21 Der sagte: "Dies alles habe ich gehalten von meiner Jugend an."
22 Als Jesus dies hörte, sprach er zu ihm: "Eines noch fehlt dir; verkaufe alles, was du hast, und gib es den Armen, und du wirst einen Schatz im Himmel haben; dann komm und folge mir nach!"
23 Als jener das hörte, wurde er tief betrübt; denn er war sehr reich.
24 Jesus sah ihn [so betrübt] und sprach: "Wie schwer gehen die Begüterten in das Reich Gottes hinein!
25 Denn es ist leichter, daß ein Kamel durch ein Nadelöhr geht, als daß ein Reicher eingeht in das Reich Gottes."
26 Da sagten die Zuhörenden: "Wer kann dann gerettet werden?"
27 Er sprach: "Was unmöglich ist bei den Menschen, das ist möglich bei Gott."
28 Da sagte Petrus: "Siehe, wir haben das Unsere verlassen und sind dir nachgefolgt."
29 Er sprach zu ihnen: "Wahrlich, ich sage euch: Niemand hat Haus oder Frau oder Brüder oder Eltern oder Kinder verlassen um des Gottesreiches willen,
30 der nicht ein Vielfaches dafür erhält in der jetzigen Welt, in der kommenden aber ewiges Leben."
31 Er nahm die Zwölf zu sich heran und sprach zu ihnen: "Seht, wir gehen hinauf nach Jerusalem, und es wird alles in Erfüllung gehen, was durch die Propheten geschrieben ist über den Menschensohn.
32 Denn er wird den Heiden überliefert, verspottet, mißhandelt und angespien werden;
33 sie werden ihn geißeln und ihn töten, doch am dritten Tag wird er auferstehen."
34 Sie aber verstanden nichts davon; verborgen blieb vor ihnen dieses Wort, und sie erkannten nicht, was damit gesagt war
35 Als er in die Nähe von Jericho kam, geschah es, da saß ein Blinder am Wege und bettelte.
36 Als er das Volk vorbeiziehen hörte, fragte er, was das sei.
37 Man sagte ihm, es gehe Jesus, der Nazoräer, vorbei.
38 Da rief er: "Jesus, Sohn Davids, erbarme dich meiner!"

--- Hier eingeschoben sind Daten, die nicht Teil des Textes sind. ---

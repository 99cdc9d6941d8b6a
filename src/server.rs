//! Process bootstrap and runtime lifecycle.
//!
//! Connects the store, cache and broker, starts the supervised consumers,
//! serves HTTP, and tears everything down in order on Ctrl+C / SIGTERM.

use crate::application::services::{LikeService, ProductService};
use crate::config::Config;
use crate::infrastructure::broker::{
    AmqpPublisher, BrokerConnection, LIKE_EVENTS, MessagePublisher, PRODUCT_CREATE,
};
use crate::infrastructure::cache::{CacheService, MemoryCache, RedisCache};
use crate::infrastructure::persistence::{PgLikeRepository, PgProductRepository, connect_pool};
use crate::routes::app_router;
use crate::state::AppState;
use crate::worker::{
    AmqpConsumerSession, LikeRecordHandler, ProductInsertHandler, RequeueBackoff,
    RestartPolicy, WorkerHandle, spawn_supervised,
};

use anyhow::{Context, Result};
use axum::ServiceExt;
use axum::extract::Request;
use std::net::SocketAddr;
use std::sync::Arc;
use std::time::Duration;

/// Runs the service with the given configuration.
///
/// Initializes:
/// - PostgreSQL connection pool and migrations
/// - Redis cache (or the in-process cache when Redis is not configured)
/// - Broker connection, publisher channel and both topologies
/// - Product-insert and like-record workers under supervision
/// - Axum HTTP server
///
/// # Errors
///
/// Returns an error if:
/// - Database connection or migration fails
/// - Redis is configured but unreachable
/// - The broker is unreachable or a topology cannot be declared
/// - Server bind fails
pub async fn run(config: Config) -> Result<()> {
    let pool = connect_pool(&config)
        .await
        .context("Failed to connect to database")?;
    tracing::info!(
        max_connections = config.db_max_connections,
        "Connected to database"
    );

    sqlx::migrate!("./migrations")
        .run(&pool)
        .await
        .context("Failed to run migrations")?;

    let cache: Arc<dyn CacheService> = match &config.redis_url {
        Some(redis_url) => {
            let redis = RedisCache::connect(redis_url, config.dependency_timeout())
                .await
                .context("Failed to connect to Redis")?;
            tracing::info!("Cache enabled (Redis)");
            Arc::new(redis)
        }
        None => {
            tracing::info!("Cache enabled (in-process)");
            Arc::new(MemoryCache::new())
        }
    };

    let broker = Arc::new(
        BrokerConnection::connect(&config.amqp_url, config.dependency_timeout())
            .await
            .context("Failed to connect to message broker")?,
    );
    let publisher = Arc::new(AmqpPublisher::new(
        broker.clone(),
        config.dependency_timeout(),
    ));
    publisher
        .declare_topologies()
        .await
        .context("Failed to declare broker topology")?;
    let publisher: Arc<dyn MessagePublisher> = publisher;

    let pool = Arc::new(pool);
    let product_repository = Arc::new(PgProductRepository::new(pool.clone()));
    let like_repository = Arc::new(PgLikeRepository::new(pool.clone()));

    let workers = spawn_workers(
        &config,
        &broker,
        product_repository.clone(),
        like_repository.clone(),
    );

    let state = AppState {
        product_service: Arc::new(ProductService::new(
            product_repository,
            cache.clone(),
            publisher.clone(),
            config.cache_ttl(),
            config.dependency_timeout(),
        )),
        like_service: Arc::new(LikeService::new(
            like_repository,
            publisher.clone(),
            config.dependency_timeout(),
        )),
        cache,
        publisher,
        workers: workers.iter().map(WorkerHandle::probe).collect(),
    };

    let app = app_router(state);

    let addr: SocketAddr = config.listen_addr.parse()?;
    let listener = tokio::net::TcpListener::bind(addr).await?;
    tracing::info!("Listening on http://{addr}");

    axum::serve(listener, ServiceExt::<Request>::into_make_service(app))
        .with_graceful_shutdown(shutdown_signal())
        .await?;

    tracing::info!("HTTP server stopped, draining workers");
    for worker in &workers {
        worker.stop().await;
    }
    broker.close().await;
    pool.close().await;
    tracing::info!("Shutdown complete");

    Ok(())
}

fn spawn_workers(
    config: &Config,
    broker: &Arc<BrokerConnection>,
    product_repository: Arc<PgProductRepository>,
    like_repository: Arc<PgLikeRepository>,
) -> Vec<WorkerHandle> {
    let backoff = RequeueBackoff::new(
        Duration::from_millis(config.worker_requeue_backoff_ms),
        Duration::from_millis(config.worker_requeue_backoff_max_ms),
    );
    let timeout = config.dependency_timeout();

    let products = AmqpConsumerSession::new(
        broker.clone(),
        PRODUCT_CREATE,
        Arc::new(ProductInsertHandler::new(product_repository, timeout)),
        config.worker_prefetch,
        backoff,
    );
    let likes = AmqpConsumerSession::new(
        broker.clone(),
        LIKE_EVENTS,
        Arc::new(LikeRecordHandler::new(like_repository, timeout)),
        config.worker_prefetch,
        backoff,
    );

    vec![
        spawn_supervised("product-insert", Arc::new(products), RestartPolicy::default()),
        spawn_supervised("like-record", Arc::new(likes), RestartPolicy::default()),
    ]
}

async fn shutdown_signal() {
    let ctrl_c = async {
        if let Err(e) = tokio::signal::ctrl_c().await {
            tracing::error!(error = %e, "Failed to listen for Ctrl+C");
            std::future::pending::<()>().await;
        }
    };

    #[cfg(unix)]
    let terminate = async {
        match tokio::signal::unix::signal(tokio::signal::unix::SignalKind::terminate()) {
            Ok(mut signal) => {
                signal.recv().await;
            }
            Err(e) => {
                tracing::error!(error = %e, "Failed to listen for SIGTERM");
                std::future::pending::<()>().await;
            }
        }
    };

    #[cfg(not(unix))]
    let terminate = std::future::pending::<()>();

    tokio::select! {
        _ = ctrl_c => {},
        _ = terminate => {},
    }

    tracing::info!("Shutdown signal received");
}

39 Die Vorangehenden fuhren ihn an, er solle schweigen. Er aber schrie noch lauter: "Sohn Davids, erbarme dich meiner!"
40 Jesus blieb stehen, ließ ihn herbeiführen, und als er nahe war, fragte er ihn:
41 "Was willst du, daß ich dir tun soll?" Er sagte: "Herr, daß ich sehe!"
42 Jesus sprach zu ihm: "Sei sehend! Dein Glaube hat dir geholfen."
43 Auf der Stelle wurde er sehend, verherrlichte Gott und folgte ihm nach. Und das ganze Volk sah es und gab Gott die Ehre.